Malware attacks are on the rise. They have increased by more than 200% since we started working remotely.
There are many ways to sneak malware onto our devices. But one of the common methods is to hide malware links in the URLs of the most searched and downloaded software.
This worrying fact inspired the latest research from online privacy expert Surfshark. The VPN provider analyzed data from the Sucuri Malware Detection Tool to create several tables highlighting the most dangerous software to search for and download.
Here is an overview of all the results:
The most dangerous software
Avid is the most dangerous software to search for; 64.04% of search results may contain malware.
Substance 3D Painter, a video game and movie production software, is the second most dangerous software for Google. If you click on any URL that “links” to the Adobe application, you have a 57.32% chance of exposing your device to a cyber attack.
The most dangerous browser software
Many internet users are turning their backs on Google in favor of alternative browsers and search engines that promote privacy.
Hackers know this. And they are taking advantage of this new trend by infecting alternative browser links with malware.
If you’re looking for a new search engine, be extremely careful when clicking on links that mention the Vivaldi browser. Vivaldi is everything that Google is not. Vivaldi is privacy-based, politically neutral, and believes that people’s rights are more important than profit. But according to data from Surfshark, nearly 4 out of 10 (39.53%) of links will leave you wishing you’d stayed with Google.
Again, Google isn’t that much safer when it comes to the potential for malware attacks. Surfshark researchers found that 29.87% of Google Chrome URLs have been compromised with malware.
Creative software full of malware
Creative software is not cheap. The best editing and animation software such as Avid can cost around $500 per year.
That’s a lot of money if you’re a freelancer living from invoice to invoice.
So it’s no surprise that many freelancers are trying to cut costs by turning to Torrents to download the software they need to create work that impresses clients.
This explains why so many creative software URLs are full of malware. 64.04% of Avid software URLs contain malicious links – the highest among software included in the study.
Ads should also click with (extreme) caution when looking for free versions of V-Ray (53.76%) and vector graphics editing software CorelDRAW (49.47%).
Dangerous crypto wallet to search for online
Crypto and Bitcoin have the potential to revolutionize the future of money and finance for the better.
But right now, this nascent (and largely unregulated) industry is still full of scammers, scammers, and outright criminals (yes, Samuel Bankman-Fried, we’re talking about you.)
URLs linking to popular crypto wallets are a common delivery method for malware.
If you want to keep your crypto stack safe, be careful when Googling anything related to Lumi Wallet.
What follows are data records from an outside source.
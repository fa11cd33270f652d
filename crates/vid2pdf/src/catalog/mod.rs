pub mod job;
pub mod scanner;

pub use job::{Job, OrderingKey, OutputLayout};
pub use scanner::JobCatalog;
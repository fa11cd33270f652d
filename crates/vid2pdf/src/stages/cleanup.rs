use std::path::Path;

use tracing::debug;

use crate::catalog::Job;
use crate::error::StageError;
use crate::stages::frames::staging_dir;

/// Deletes a job's frame directory and any staging directory left behind by
/// an interrupted extraction. Missing directories are not an error.
pub fn remove_frames(job: &Job) -> Result<(), StageError> {
    remove_dir(&job.frame_dir)?;
    remove_dir(&staging_dir(&job.frame_dir))
}

fn remove_dir(dir: &Path) -> Result<(), StageError> {
    match std::fs::remove_dir_all(dir) {
        Ok(()) => {
            debug!("Removed {}", dir.display());
            Ok(())
        }
        Err(e) if e.kind() == std::io::ErrorKind::NotFound => Ok(()),
        Err(e) => Err(StageError::CleanupFailed {
            path: dir.to_path_buf(),
            cause: e.to_string(),
        }),
    }
}

#[cfg(test)]
mod tests {
    use super::*;
    use crate::catalog::OutputLayout;
    use tempfile::TempDir;

    fn test_job(temp_dir: &TempDir) -> Job {
        let layout = OutputLayout::new(temp_dir.path());
        Job::new(
            0,
            temp_dir.path().join("001 Intro.mp4"),
            "001 Intro".to_string(),
            &layout,
        )
    }

    #[test]
    fn test_remove_frames_deletes_frames_and_staging() {
        let temp_dir = TempDir::new().unwrap();
        let job = test_job(&temp_dir);
        let staging = staging_dir(&job.frame_dir);
        std::fs::create_dir_all(&job.frame_dir).unwrap();
        std::fs::create_dir_all(&staging).unwrap();
        std::fs::write(job.frame_dir.join("frame_0001.jpg"), b"x").unwrap();
        std::fs::write(staging.join("frame_0001.jpg"), b"x").unwrap();

        remove_frames(&job).unwrap();
        assert!(!job.frame_dir.exists());
        assert!(!staging.exists());
    }

    #[test]
    fn test_remove_frames_when_nothing_exists() {
        let temp_dir = TempDir::new().unwrap();
        let job = test_job(&temp_dir);
        assert!(remove_frames(&job).is_ok());
    }

    #[test]
    fn test_remove_frames_leaves_other_jobs_alone() {
        let temp_dir = TempDir::new().unwrap();
        let job = test_job(&temp_dir);
        let layout = OutputLayout::new(temp_dir.path());
        let other = layout.frame_dir("002 Topic");
        std::fs::create_dir_all(&job.frame_dir).unwrap();
        std::fs::create_dir_all(&other).unwrap();

        remove_frames(&job).unwrap();
        assert!(other.exists());
    }

    #[cfg(unix)]
    #[test]
    fn test_remove_frames_not_a_directory_is_cleanup_failed() {
        let temp_dir = TempDir::new().unwrap();
        let job = test_job(&temp_dir);
        std::fs::create_dir_all(job.frame_dir.parent().unwrap()).unwrap();
        // A regular file where the directory should be.
        std::fs::write(&job.frame_dir, b"not a dir").unwrap();

        let err = remove_frames(&job).unwrap_err();
        assert!(matches!(err, StageError::CleanupFailed { .. }));
    }
}
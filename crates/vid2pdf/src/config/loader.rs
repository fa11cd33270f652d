use std::path::Path;

use crate::config::schema::{Config, CONFIG_VERSION};
use crate::error::ConfigError;

const SCHEMA_JSON: &str = include_str!("../../schema/config-v1.json");

pub fn load_config<P: AsRef<Path>>(path: P) -> Result<Config, ConfigError> {
    let path = path.as_ref();
    let content = std::fs::read_to_string(path).map_err(|e| ConfigError::ReadFile {
        path: path.to_path_buf(),
        source: e,
    })?;

    load_config_from_str(&content)
}

pub fn load_config_from_str(content: &str) -> Result<Config, ConfigError> {
    let json_value: serde_json::Value = serde_json::from_str(content)?;

    validate_schema(&json_value)?;

    let config: Config = serde_json::from_value(json_value)?;

    validate_config(&config)?;

    Ok(config)
}

fn validate_schema(json_value: &serde_json::Value) -> Result<(), ConfigError> {
    let schema: serde_json::Value =
        serde_json::from_str(SCHEMA_JSON).map_err(|e| ConfigError::Validation {
            message: format!("Invalid embedded schema JSON: {}", e),
        })?;

    let validator = jsonschema::validator_for(&schema).map_err(|e| ConfigError::Validation {
        message: format!("Failed to compile JSON schema: {}", e),
    })?;

    let error_messages: Vec<String> = validator
        .iter_errors(json_value)
        .map(|e| e.to_string())
        .collect();
    if !error_messages.is_empty() {
        return Err(ConfigError::SchemaValidation {
            errors: error_messages.join("; "),
        });
    }

    Ok(())
}

/// Semantic checks that the schema cannot express.
///
/// Also applied to configs assembled in code (CLI overrides), which never pass
/// through the schema.
pub fn validate_config(config: &Config) -> Result<(), ConfigError> {
    if config.version != CONFIG_VERSION {
        return Err(ConfigError::Validation {
            message: format!("Unsupported config version: {}", config.version),
        });
    }

    if !config.sampling_rate.is_finite() || config.sampling_rate <= 0.0 {
        return Err(ConfigError::Validation {
            message: format!(
                "sampling_rate must be a positive number, got {}",
                config.sampling_rate
            ),
        });
    }

    if config.worker_count == 0 {
        return Err(ConfigError::Validation {
            message: "worker_count must be at least 1".to_string(),
        });
    }

    if config
        .supported_extensions
        .iter()
        .all(|e| e.trim_start_matches('.').is_empty())
    {
        return Err(ConfigError::Validation {
            message: "supported_extensions must list at least one extension".to_string(),
        });
    }

    let merged = Path::new(&config.merged_filename);
    let is_bare_name = merged.file_name().map(|n| n == merged.as_os_str()) == Some(true);
    let is_pdf = merged
        .extension()
        .and_then(|e| e.to_str())
        .map(|e| e.eq_ignore_ascii_case("pdf"))
        .unwrap_or(false);
    if !is_bare_name || !is_pdf {
        return Err(ConfigError::Validation {
            message: format!(
                "merged_filename must be a plain *.pdf file name, got '{}'",
                config.merged_filename
            ),
        });
    }

    if !(1..=100).contains(&config.jpeg_quality) {
        return Err(ConfigError::Validation {
            message: format!("jpeg_quality must be in 1..=100, got {}", config.jpeg_quality),
        });
    }

    Ok(())
}
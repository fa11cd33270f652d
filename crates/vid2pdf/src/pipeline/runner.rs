use std::sync::Arc;

use tracing::{debug, error, info_span};

use crate::catalog::Job;
use crate::error::StageError;
use crate::stages::{document_exists, remove_frames, FrameExtractor, PageAssembler};
use crate::worker::job::JobOutcome;

use super::context::PipelineContext;
use super::error::{PipelineError, PipelineWarning};
use super::progress::ProgressReporter;
use super::state::{JobState, Stage};

/// Drives one job through extract, assemble and cleanup.
pub struct Pipeline {
    extractor: Arc<dyn FrameExtractor>,
    assembler: Arc<dyn PageAssembler>,
    cleanup_on_assembly_failure: bool,
}

impl Pipeline {
    pub fn new(
        extractor: Arc<dyn FrameExtractor>,
        assembler: Arc<dyn PageAssembler>,
        cleanup_on_assembly_failure: bool,
    ) -> Self {
        Self {
            extractor,
            assembler,
            cleanup_on_assembly_failure,
        }
    }

    /// Runs a job to a terminal state. Stage errors never escape: they become
    /// `Failed` outcomes, and cleanup errors become warnings.
    pub fn run(&self, job: &Job, progress: &dyn ProgressReporter) -> JobOutcome {
        let _pipeline_span = info_span!("pipeline",
            job = %job.file_name,
            key = %job.ordering_key,
        )
        .entered();

        let mut ctx = PipelineContext::new(job);
        if let Err(e) = self.drive(&mut ctx, progress) {
            error!("Pipeline error for {}: {}", job.file_name, e);
            ctx.abort(e);
        }
        ctx.into_outcome()
    }

    /// Builds the outcome for a job whose stage panicked, cleaning up frames
    /// the same way a failed assembly would.
    pub fn recover_from_panic(&self, job: &Job, stage: Stage, message: &str) -> JobOutcome {
        error!("Job {} panicked during {}: {}", job.file_name, stage, message);
        let mut outcome = JobOutcome::failed(job, stage, format!("panicked: {}", message));
        if stage != Stage::Assemble || self.cleanup_on_assembly_failure {
            if let Err(e) = remove_frames(job) {
                outcome.cleanup_warning = Some(e.to_string());
            }
        }
        outcome
    }

    fn drive(
        &self,
        ctx: &mut PipelineContext<'_>,
        progress: &dyn ProgressReporter,
    ) -> Result<(), PipelineError> {
        let job = ctx.job;

        if document_exists(&job.document_path) {
            ctx.skipped = true;
            ctx.document = Some(job.document_path.clone());
            // A run interrupted between assembly and cleanup leaves frames
            // next to a finished document.
            self.step_cleanup(ctx, progress);
            return ctx.transition(JobState::Done, progress);
        }

        // Step 1: Extract frames
        ctx.transition(JobState::Extracting, progress)?;
        {
            let _step = info_span!("extract").entered();
            match self.extractor.extract(job) {
                Ok(frames) => {
                    debug!("{} frames ready", frames.len());
                    ctx.frames = Some(frames);
                }
                Err(e) => return ctx.fail(Stage::Extract, e, progress),
            }
        }

        // Step 2: Assemble pages
        ctx.transition(JobState::Assembling, progress)?;
        let assembled = {
            let _step = info_span!("assemble").entered();
            match ctx.frames.as_ref() {
                Some(frames) => self.assembler.assemble(job, frames),
                None => Err(StageError::AssemblyFailed {
                    cause: "no frames were extracted".to_string(),
                }),
            }
        };

        let document = match assembled {
            Ok(document) => document,
            Err(e) => {
                if self.cleanup_on_assembly_failure {
                    self.step_cleanup(ctx, progress);
                }
                return ctx.fail(Stage::Assemble, e, progress);
            }
        };
        ctx.document = Some(document);

        // Step 3: Remove frames
        ctx.transition(JobState::CleaningUp, progress)?;
        self.step_cleanup(ctx, progress);

        ctx.transition(JobState::Done, progress)
    }

    fn step_cleanup(&self, ctx: &mut PipelineContext<'_>, progress: &dyn ProgressReporter) {
        let _step = info_span!("cleanup").entered();
        if let Err(e) = remove_frames(ctx.job) {
            let path = match &e {
                StageError::CleanupFailed { path, .. } => path.clone(),
                _ => ctx.job.frame_dir.clone(),
            };
            ctx.warn(
                PipelineWarning::CleanupFailed {
                    path,
                    error: e.to_string(),
                },
                progress,
            );
        }
        ctx.frames = None;
    }
}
Lumi Wallet is a secure and anonymous crypto wallet that allows you to buy, sell and exchange more than 1200 coins – proving that you click on a secure link.
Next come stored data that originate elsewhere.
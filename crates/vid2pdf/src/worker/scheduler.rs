use std::sync::Arc;

use log::{error, info};
use tracing::Span;

use crate::catalog::Job;
use crate::error::WorkerError;
use crate::pipeline::progress::ProgressReporter;
use crate::pipeline::Pipeline;
use crate::worker::pool::WorkerPool;
use crate::worker::summary::{RunSummary, SummaryAccumulator};

/// Fans jobs out to a worker pool and gathers their outcomes.
pub struct Scheduler {
    pipeline: Arc<Pipeline>,
    progress: Arc<dyn ProgressReporter>,
    worker_count: usize,
}

impl Scheduler {
    pub fn new(
        pipeline: Arc<Pipeline>,
        progress: Arc<dyn ProgressReporter>,
        worker_count: usize,
    ) -> Self {
        Self {
            pipeline,
            progress,
            worker_count,
        }
    }

    /// Workers actually started for `job_count` jobs: never zero, never more
    /// than there are jobs.
    pub fn effective_workers(&self, job_count: usize) -> usize {
        self.worker_count.clamp(1, job_count.max(1))
    }

    pub fn run(&self, jobs: &[Job]) -> Result<RunSummary, WorkerError> {
        self.run_with(jobs, SummaryAccumulator::new(jobs.len()))
    }

    /// Runs every job once and returns the sealed summary. Returns an error
    /// only when no worker could be started.
    pub fn run_with(
        &self,
        jobs: &[Job],
        accumulator: SummaryAccumulator,
    ) -> Result<RunSummary, WorkerError> {
        let workers = self.effective_workers(jobs.len());
        info!("Scheduling {} jobs on {} workers", jobs.len(), workers);

        let arena: Arc<[Job]> = jobs.to_vec().into();
        let pool = WorkerPool::spawn(
            arena,
            Arc::clone(&self.pipeline),
            Arc::clone(&self.progress),
            workers,
            Span::current(),
        )?;

        while let Some(outcome) = pool.recv_result() {
            if let Err(e) = accumulator.record(outcome) {
                error!("Discarding outcome: {}", e);
            }
        }
        pool.wait();

        Ok(accumulator.finish(jobs))
    }
}
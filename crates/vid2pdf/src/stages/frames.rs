use std::path::{Path, PathBuf};
use std::sync::LazyLock;

use regex::Regex;
use serde::Serialize;

use crate::error::StageError;

/// `printf`-style pattern handed to ffmpeg; parsed back by [`FrameSet::collect`].
pub const FRAME_PATTERN: &str = "frame_%04d.jpg";

static FRAME_NAME: LazyLock<Regex> =
    LazyLock::new(|| Regex::new(r"^frame_([0-9]+)\.jpg$").expect("valid frame-name pattern"));

#[derive(Debug, Clone, PartialEq, Eq, Serialize)]
pub struct Frame {
    pub index: u32,
    pub path: PathBuf,
}

/// The ordered frames of one job.
///
/// Indices start at 1 and are contiguous; anything else is rejected when the
/// set is collected.
#[derive(Debug, Clone, PartialEq, Eq)]
pub struct FrameSet {
    dir: PathBuf,
    frames: Vec<Frame>,
}

impl FrameSet {
    /// Reads every `frame_<n>.jpg` in `dir`. Other files are ignored.
    pub fn collect(dir: &Path) -> Result<Self, StageError> {
        let invalid = |reason: String| StageError::InvalidFrameSet {
            dir: dir.to_path_buf(),
            reason,
        };

        let entries = std::fs::read_dir(dir).map_err(|e| invalid(format!("unreadable: {}", e)))?;

        let mut frames = Vec::new();
        for entry in entries {
            let entry = entry.map_err(|e| invalid(format!("unreadable entry: {}", e)))?;
            let name = entry.file_name();
            let Some(name) = name.to_str() else {
                continue;
            };
            let Some(captures) = FRAME_NAME.captures(name) else {
                continue;
            };
            let index = captures[1]
                .parse::<u32>()
                .map_err(|_| invalid(format!("frame index out of range in '{}'", name)))?;
            frames.push(Frame {
                index,
                path: entry.path(),
            });
        }

        frames.sort_by(|a, b| a.index.cmp(&b.index).then_with(|| a.path.cmp(&b.path)));

        for (expected, frame) in (1u32..).zip(&frames) {
            if frame.index < expected {
                return Err(invalid(format!(
                    "frame index {} appears more than once",
                    frame.index
                )));
            }
            if frame.index > expected {
                return Err(invalid(format!(
                    "frame index {} is missing (next is {})",
                    expected, frame.index
                )));
            }
        }

        Ok(Self {
            dir: dir.to_path_buf(),
            frames,
        })
    }

    pub fn dir(&self) -> &Path {
        &self.dir
    }

    pub fn len(&self) -> usize {
        self.frames.len()
    }

    pub fn is_empty(&self) -> bool {
        self.frames.is_empty()
    }

    pub fn iter(&self) -> impl Iterator<Item = &Frame> {
        self.frames.iter()
    }

    pub fn paths(&self) -> impl Iterator<Item = &Path> {
        self.frames.iter().map(|f| f.path.as_path())
    }
}

/// Idempotency predicate for extraction: a complete, well-ordered frame set
/// left by an earlier run.
pub fn existing_frames(dir: &Path) -> Option<FrameSet> {
    if !dir.is_dir() {
        return None;
    }
    match FrameSet::collect(dir) {
        Ok(set) if !set.is_empty() => Some(set),
        Ok(_) => None,
        Err(e) => {
            tracing::warn!("Ignoring existing frames: {}", e);
            None
        }
    }
}

/// Sibling directory ffmpeg writes into before the frames are published.
pub fn staging_dir(frame_dir: &Path) -> PathBuf {
    let mut name = frame_dir
        .file_name()
        .map(|n| n.to_os_string())
        .unwrap_or_default();
    name.push(".partial");
    frame_dir.with_file_name(name)
}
According to Surfshark, only around half of all Lumi Wallet URLs are 100% secure. There is a good chance that the remaining half are Trojan horses for malware attacks.
Small business software is most likely to contain malware
Finding the right small business software is super important for entrepreneurs and freelancers. It makes everything so much easier. The best applications streamline invoice payments, workflows and accounting processes, meaning small business owners can focus on doing what they do best.
The slightest disruption to service can be devastating for small business owners and freelancers. One missed email is all it takes to lose a new client.
If you need to be ultra-responsive 24/7, do everything you can to avoid malware and cyber attacks. So the next time you’re researching new software to supercharge your business, be aware of clicking on links that mention Hubstaff, Nimble, Box, Act, Paychex Flex, and Freshsales.
They are all excellent pieces of software. But at least 40% of all their URLs are potential vehicles for malware and other cyberattacks.
Malware risk on social media
Misinformation can be widespread on social media. However, these firms have done a pretty good job of limiting the spread of malware attacks.
As long as you download the official apps, it’s unlikely that you’ll catch malware while surfing social media.